THE TASK: Tally the lines of the listing below in which the string "called" occurs, and give the tally alone.

RECORDS SUPPLIED:
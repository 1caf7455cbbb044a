use std::collections::HashMap;
use std::sync::Arc;
use std::time::Duration;

use chrono::{Local, NaiveDateTime};
use tracing::{debug, error, info, warn};

use crate::models::Event;
use crate::services::mailer::Mailer;
use crate::store::Store;

/// Periodic reminder sweep.
///
/// Scans every stored event on a fixed cadence and sends at most one email
/// per event occurrence shortly before it starts. The sent flag is
/// persisted back to the store, so re-running a tick (or restarting the
/// process) never produces a duplicate notification.
pub struct ReminderSweep {
    store: Store,
    mailer: Arc<dyn Mailer>,
    window_minutes: u64,
}

impl ReminderSweep {
    pub fn new(store: Store, mailer: Arc<dyn Mailer>, window_minutes: u64) -> Self {
        Self {
            store,
            mailer,
            window_minutes,
        }
    }

    /// Run the sweep loop until the process exits.
    ///
    /// One loop, each tick awaited to completion before the next interval
    /// fires, so two ticks can never overlap. A tick that overruns the
    /// interval causes later ticks to be skipped, not queued.
    pub async fn run(self, interval_secs: u64) {
        info!(
            interval_secs,
            window_minutes = self.window_minutes,
            "reminder sweep started"
        );

        let mut interval = tokio::time::interval(Duration::from_secs(interval_secs));
        interval.set_missed_tick_behavior(tokio::time::MissedTickBehavior::Skip);

        loop {
            interval.tick().await;
            self.run_tick(Local::now().naive_local()).await;
        }
    }

    /// One full evaluation pass over all events.
    ///
    /// `now` is injected so tests can pin the clock. Nothing in here is
    /// fatal to the loop: delivery failures leave the event pending for the
    /// next tick, unresolvable recipients are skipped.
    pub async fn run_tick(&self, now: NaiveDateTime) {
        let mut events = self.store.load_events().await;
        let users = self.store.load_users().await;

        let emails_by_user: HashMap<u64, &str> =
            users.iter().map(|u| (u.id, u.email.as_str())).collect();

        let window_secs = (self.window_minutes * 60) as i64;
        let mut changed = false;

        for event in events.iter_mut() {
            let Some(start) = event.start() else {
                continue;
            };

            let seconds_until_start = (start - now).num_seconds();
            let eligible =
                seconds_until_start > 0 && seconds_until_start <= window_secs && !event.reminder_sent;
            if !eligible {
                continue;
            }

            // Prefer the live user record; fall back to the denormalized
            // copy taken at creation time
            let recipient = emails_by_user
                .get(&event.owner_user_id)
                .map(|e| e.to_string())
                .or_else(|| {
                    if event.owner_email.is_empty() {
                        None
                    } else {
                        Some(event.owner_email.clone())
                    }
                });

            let Some(recipient) = recipient else {
                warn!(
                    event_id = event.id,
                    owner_user_id = event.owner_user_id,
                    "no recipient address resolvable, skipping reminder"
                );
                continue;
            };

            let subject = format!("Reminder: {}", event.title);
            let body = render_reminder_html(event);

            match self.mailer.send(&recipient, &subject, &body).await {
                Ok(()) => {
                    event.reminder_sent = true;
                    changed = true;
                    info!(
                        event_id = event.id,
                        to = %recipient,
                        seconds_until_start,
                        "reminder delivered"
                    );
                }
                Err(e) => {
                    // Left pending; retried next tick while still inside
                    // the window
                    error!(event_id = event.id, "reminder delivery failed: {}", e);
                }
            }
        }

        if changed {
            if let Err(e) = self.store.save_events(&events).await {
                error!("failed to persist reminder flags: {}", e);
            }
        } else {
            debug!("sweep tick complete, nothing to send");
        }
    }
}

fn render_reminder_html(event: &Event) -> String {
    format!(
        "<h2>{}</h2>\
         <p><b>Starts:</b> {}</p>\
         <p><b>Location:</b> {}</p>\
         <p><b>Duration:</b> {} minutes</p>\
         <p>{}</p>",
        event.title,
        event.datetime,
        event.location.as_deref().unwrap_or("not specified"),
        event.duration_minutes,
        event.notes.as_deref().unwrap_or(""),
    )
}
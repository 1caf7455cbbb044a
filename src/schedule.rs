use chrono::{Duration, NaiveDateTime};
use serde::{Deserialize, Serialize};

use crate::models::Event;

/// Canonical datetime format for stored events.
pub const DATETIME_FORMAT: &str = "%Y-%m-%d %H:%M";

/// Temporal status of an event relative to some instant.
#[derive(Debug, Clone, Copy, PartialEq, Eq, Serialize, Deserialize, Default)]
pub enum Status {
    Now,
    Upcoming,
    Later,
    Past,
    // Placeholder until the first refresh; also the label for events whose
    // datetime string cannot be parsed
    #[serde(rename = "Invalid Date")]
    #[default]
    InvalidDate,
}

impl Status {
    // Sort rank: Now -> Upcoming -> Later -> Past -> everything else
    pub fn rank(self) -> u8 {
        match self {
            Status::Now => 0,
            Status::Upcoming => 1,
            Status::Later => 2,
            Status::Past => 3,
            Status::InvalidDate => 4,
        }
    }
}

/// Classify an event's datetime string against `now`.
///
/// Total and deterministic: malformed input degrades to
/// [`Status::InvalidDate`] instead of failing the caller. The end instant
/// (`start + duration`) is inclusive, so an event is still `Now` at the
/// exact minute it ends.
pub fn classify(datetime: &str, duration_minutes: u32, now: NaiveDateTime) -> Status {
    let start = match NaiveDateTime::parse_from_str(datetime, DATETIME_FORMAT) {
        Ok(dt) => dt,
        Err(_) => return Status::InvalidDate,
    };

    let end = start + Duration::minutes(duration_minutes as i64);

    if start <= now && now <= end {
        Status::Now
    } else if now < start && start.date() == now.date() {
        Status::Upcoming
    } else if now < start {
        Status::Later
    } else {
        Status::Past
    }
}

/// Recompute the derived `status` field of every event against `now`.
///
/// Kept separate from [`sort_by_schedule`] so ordering stays a pure
/// function of already-derived data.
pub fn refresh_statuses(events: &mut [Event], now: NaiveDateTime) {
    for event in events.iter_mut() {
        event.status = classify(&event.datetime, event.duration_minutes, now);
    }
}

/// Stable sort ascending by (status rank, start time).
///
/// Events with an unparseable datetime sort after all valid ones within
/// their rank bucket. Assumes statuses were refreshed first.
pub fn sort_by_schedule(events: &mut [Event]) {
    events.sort_by_key(|e| (e.status.rank(), e.start().unwrap_or(NaiveDateTime::MAX)));
}
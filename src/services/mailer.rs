use async_trait::async_trait;
use lettre::{
    message::header::ContentType, transport::smtp::authentication::Credentials,
    AsyncSmtpTransport, AsyncTransport, Message, Tokio1Executor,
};

use crate::config::MailConfig;

#[derive(Debug, thiserror::Error)]
pub enum MailError {
    #[error("SMTP transport error: {0}")]
    Transport(#[from] lettre::transport::smtp::Error),
    #[error("email address parse error: {0}")]
    Address(#[from] lettre::address::AddressError),
    #[error("email build error: {0}")]
    Build(String),
}

/// Outbound notification delivery.
///
/// The reminder sweep only depends on this trait, so tests can substitute
/// a recording fake for the real SMTP transport.
#[async_trait]
pub trait Mailer: Send + Sync {
    async fn send(&self, to: &str, subject: &str, html_body: &str) -> Result<(), MailError>;
}

/// SMTP mailer over lettre's async transport.
pub struct SmtpMailer {
    transport: AsyncSmtpTransport<Tokio1Executor>,
    from_address: String,
}

impl SmtpMailer {
    pub fn from_config(config: &MailConfig) -> Result<Self, MailError> {
        let mut builder = if config.use_tls {
            AsyncSmtpTransport::<Tokio1Executor>::starttls_relay(&config.smtp_host)?
        } else {
            AsyncSmtpTransport::<Tokio1Executor>::builder_dangerous(&config.smtp_host)
        }
        .port(config.smtp_port);

        if let (Some(user), Some(pass)) = (&config.smtp_user, &config.smtp_password) {
            builder = builder.credentials(Credentials::new(user.clone(), pass.clone()));
        }

        Ok(Self {
            transport: builder.build(),
            from_address: config.from_address.clone(),
        })
    }
}

#[async_trait]
impl Mailer for SmtpMailer {
    async fn send(&self, to: &str, subject: &str, html_body: &str) -> Result<(), MailError> {
        let email = Message::builder()
            .from(self.from_address.parse()?)
            .to(to.parse()?)
            .subject(subject)
            .header(ContentType::TEXT_HTML)
            .body(html_body.to_string())
            .map_err(|e| MailError::Build(e.to_string()))?;

        self.transport.send(email).await?;
        tracing::info!(to, subject, "reminder email sent");
        Ok(())
    }
}

#[cfg(test)]
mod tests {
    use super::*;
    use crate::config::MailConfig;

    fn config() -> MailConfig {
        MailConfig {
            smtp_host: "smtp.example.com".to_string(),
            smtp_port: 587,
            use_tls: true,
            smtp_user: Some("user".to_string()),
            smtp_password: Some("pass".to_string()),
            from_address: "noreply@schedulite.local".to_string(),
        }
    }

    #[test]
    fn builds_transport_from_config() {
        assert!(SmtpMailer::from_config(&config()).is_ok());
    }

    #[test]
    fn builds_plaintext_transport_when_tls_disabled() {
        let mut cfg = config();
        cfg.use_tls = false;
        cfg.smtp_user = None;
        cfg.smtp_password = None;
        assert!(SmtpMailer::from_config(&cfg).is_ok());
    }

    #[test]
    fn mail_error_display() {
        let err = MailError::Build("missing body".to_string());
        assert_eq!(err.to_string(), "email build error: missing body");

        let addr: Result<lettre::Address, _> = "not-an-email".parse();
        let err = MailError::Address(addr.unwrap_err());
        assert!(err.to_string().contains("email address parse error"));
    }
}
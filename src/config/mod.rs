use serde::Deserialize;
use std::env;

// Top-level configuration container, built once at startup
#[derive(Debug, Clone, Deserialize)]
pub struct Config {
    pub app: AppConfig,
    pub store: StoreConfig,
    pub reminder: ReminderConfig,
    pub mail: MailConfig,
}

#[derive(Debug, Clone, Deserialize)]
pub struct AppConfig {
    pub host: String,
    pub port: u16,
    pub rust_log: String,
}

// Where the JSON document files live
#[derive(Debug, Clone, Deserialize)]
pub struct StoreConfig {
    pub data_dir: String,
}

#[derive(Debug, Clone, Deserialize)]
pub struct ReminderConfig {
    pub window_minutes: u64,
    pub sweep_interval_secs: u64,
}

#[derive(Debug, Clone, Deserialize)]
pub struct MailConfig {
    pub smtp_host: String,
    pub smtp_port: u16,
    pub use_tls: bool,
    pub smtp_user: Option<String>,
    pub smtp_password: Option<String>,
    pub from_address: String,
}

impl Config {
    pub fn from_env() -> Self {
        Config {
            app: AppConfig {
                host: env::var("HOST").unwrap_or_else(|_| "0.0.0.0".to_string()),
                port: env::var("PORT")
                    .unwrap_or_else(|_| "8000".to_string())
                    .parse()
                    .expect("PORT must be a valid number"),
                rust_log: env::var("RUST_LOG")
                    .unwrap_or_else(|_| "schedulite=debug,tower_http=info".to_string()),
            },
            store: StoreConfig {
                data_dir: env::var("DATA_DIR").unwrap_or_else(|_| "./data".to_string()),
            },
            reminder: ReminderConfig {
                window_minutes: env::var("REMINDER_WINDOW_MINUTES")
                    .unwrap_or_else(|_| "15".to_string())
                    .parse()
                    .expect("REMINDER_WINDOW_MINUTES must be a valid number"),
                sweep_interval_secs: env::var("SWEEP_INTERVAL_SECS")
                    .unwrap_or_else(|_| "30".to_string())
                    .parse()
                    .expect("SWEEP_INTERVAL_SECS must be a valid number"),
            },
            mail: MailConfig {
                smtp_host: env::var("SMTP_HOST").unwrap_or_else(|_| "localhost".to_string()),
                smtp_port: env::var("SMTP_PORT")
                    .unwrap_or_else(|_| "587".to_string())
                    .parse()
                    .expect("SMTP_PORT must be a valid number"),
                use_tls: env::var("SMTP_TLS")
                    .unwrap_or_else(|_| "true".to_string())
                    .parse()
                    .expect("SMTP_TLS must be true or false"),
                smtp_user: env::var("SMTP_USER").ok(),
                smtp_password: env::var("SMTP_PASSWORD").ok(),
                from_address: env::var("MAIL_FROM")
                    .unwrap_or_else(|_| "noreply@schedulite.local".to_string()),
            },
        }
    }
}
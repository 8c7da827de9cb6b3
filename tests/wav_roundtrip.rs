//! Cross-checks the hand-rolled WAV codec against `hound`.

use paulstretch::io::wav::{read_wav, write_wav_16bit, write_wav_float};
use paulstretch::AudioBuffer;
use std::io::Cursor;

fn test_signal(n: usize) -> Vec<f32> {
    (0..n)
        .map(|i| (2.0 * std::f32::consts::PI * i as f32 / 64.0).sin() * 0.8)
        .collect()
}

#[test]
fn test_float_wav_parses_with_hound() {
    let buffer = AudioBuffer::from_mono(test_signal(512), 44100);
    let bytes = write_wav_float(&buffer);

    let mut reader = hound::WavReader::new(Cursor::new(bytes)).unwrap();
    let spec = reader.spec();
    assert_eq!(spec.channels, 1);
    assert_eq!(spec.sample_rate, 44100);
    assert_eq!(spec.sample_format, hound::SampleFormat::Float);
    assert_eq!(spec.bits_per_sample, 32);

    let samples: Vec<f32> = reader.samples::<f32>().map(|s| s.unwrap()).collect();
    assert_eq!(samples, buffer.data);
}

#[test]
fn test_16bit_wav_parses_with_hound() {
    let buffer = AudioBuffer::new(test_signal(256), 2, 48000);
    let bytes = write_wav_16bit(&buffer);

    let mut reader = hound::WavReader::new(Cursor::new(bytes)).unwrap();
    let spec = reader.spec();
    assert_eq!(spec.channels, 2);
    assert_eq!(spec.sample_rate, 48000);
    assert_eq!(spec.sample_format, hound::SampleFormat::Int);
    assert_eq!(spec.bits_per_sample, 16);

    let samples: Vec<i16> = reader.samples::<i16>().map(|s| s.unwrap()).collect();
    assert_eq!(samples.len(), buffer.data.len());
    for (&raw, &orig) in samples.iter().zip(buffer.data.iter()) {
        assert!((raw as f32 / 32768.0 - orig).abs() < 0.001);
    }
}

#[test]
fn test_hound_wav_parses_with_ours() {
    let mut bytes = Vec::new();
    {
        let spec = hound::WavSpec {
            channels: 1,
            sample_rate: 22050,
            bits_per_sample: 32,
            sample_format: hound::SampleFormat::Float,
        };
        let mut writer = hound::WavWriter::new(Cursor::new(&mut bytes), spec).unwrap();
        for s in test_signal(128) {
            writer.write_sample(s).unwrap();
        }
        writer.finalize().unwrap();
    }

    let decoded = read_wav(&bytes).unwrap();
    assert_eq!(decoded.channels, 1);
    assert_eq!(decoded.sample_rate, 22050);
    assert_eq!(decoded.data, test_signal(128));
}

#[test]
fn test_hound_pcm16_parses_with_ours() {
    let mut bytes = Vec::new();
    {
        let spec = hound::WavSpec {
            channels: 2,
            sample_rate: 44100,
            bits_per_sample: 16,
            sample_format: hound::SampleFormat::Int,
        };
        let mut writer = hound::WavWriter::new(Cursor::new(&mut bytes), spec).unwrap();
        for i in 0..64i16 {
            writer.write_sample(i * 500).unwrap();
            writer.write_sample(-i * 500).unwrap();
        }
        writer.finalize().unwrap();
    }

    let decoded = read_wav(&bytes).unwrap();
    assert_eq!(decoded.channels, 2);
    assert_eq!(decoded.num_frames(), 64);
    assert!((decoded.data[2] - 500.0 / 32768.0).abs() < 1e-6);
}
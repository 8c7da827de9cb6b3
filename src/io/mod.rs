//! File I/O glue: WAV containers and raw float32 sample streams.

pub mod raw;
pub mod wav;
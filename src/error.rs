//! Error types for the paulstretch crate.

use std::fmt;

/// Errors that can occur while building or driving a stretcher.
#[derive(Debug, Clone, PartialEq)]
pub enum StretchError {
    /// Stretch ratio was not finite or was below 1.0.
    InvalidRatio(f64),
    /// Window size too small for spectral processing.
    InvalidWindowSize(usize),
    /// A written block did not match the engine's window size.
    BlockSize { provided: usize, expected: usize },
    /// `write` was called while buffered output was still pending.
    WriteOutOfTurn,
    /// Invalid audio file format.
    InvalidFormat(String),
    /// I/O error.
    IoError(String),
    /// Input contained NaN or infinite samples.
    NonFiniteInput,
}

impl fmt::Display for StretchError {
    fn fmt(&self, f: &mut fmt::Formatter<'_>) -> fmt::Result {
        match self {
            StretchError::InvalidRatio(ratio) => {
                write!(f, "invalid stretch ratio: {} (must be >= 1.0)", ratio)
            }
            StretchError::InvalidWindowSize(size) => {
                write!(f, "invalid window size: {} (must be >= 2)", size)
            }
            StretchError::BlockSize { provided, expected } => {
                write!(
                    f,
                    "block size mismatch: {} samples provided, {} expected",
                    provided, expected
                )
            }
            StretchError::WriteOutOfTurn => {
                write!(f, "write called before pending output was drained")
            }
            StretchError::InvalidFormat(msg) => write!(f, "invalid format: {}", msg),
            StretchError::IoError(msg) => write!(f, "I/O error: {}", msg),
            StretchError::NonFiniteInput => write!(f, "input contains NaN or infinite samples"),
        }
    }
}

impl std::error::Error for StretchError {}

impl From<std::io::Error> for StretchError {
    fn from(err: std::io::Error) -> Self {
        StretchError::IoError(err.to_string())
    }
}
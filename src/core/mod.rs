//! Core types, window curves, and phase randomization.

pub mod rng;
pub mod types;
pub mod window;

pub use rng::PhaseRng;
pub use types::*;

EXERCISE OUTPUT: 2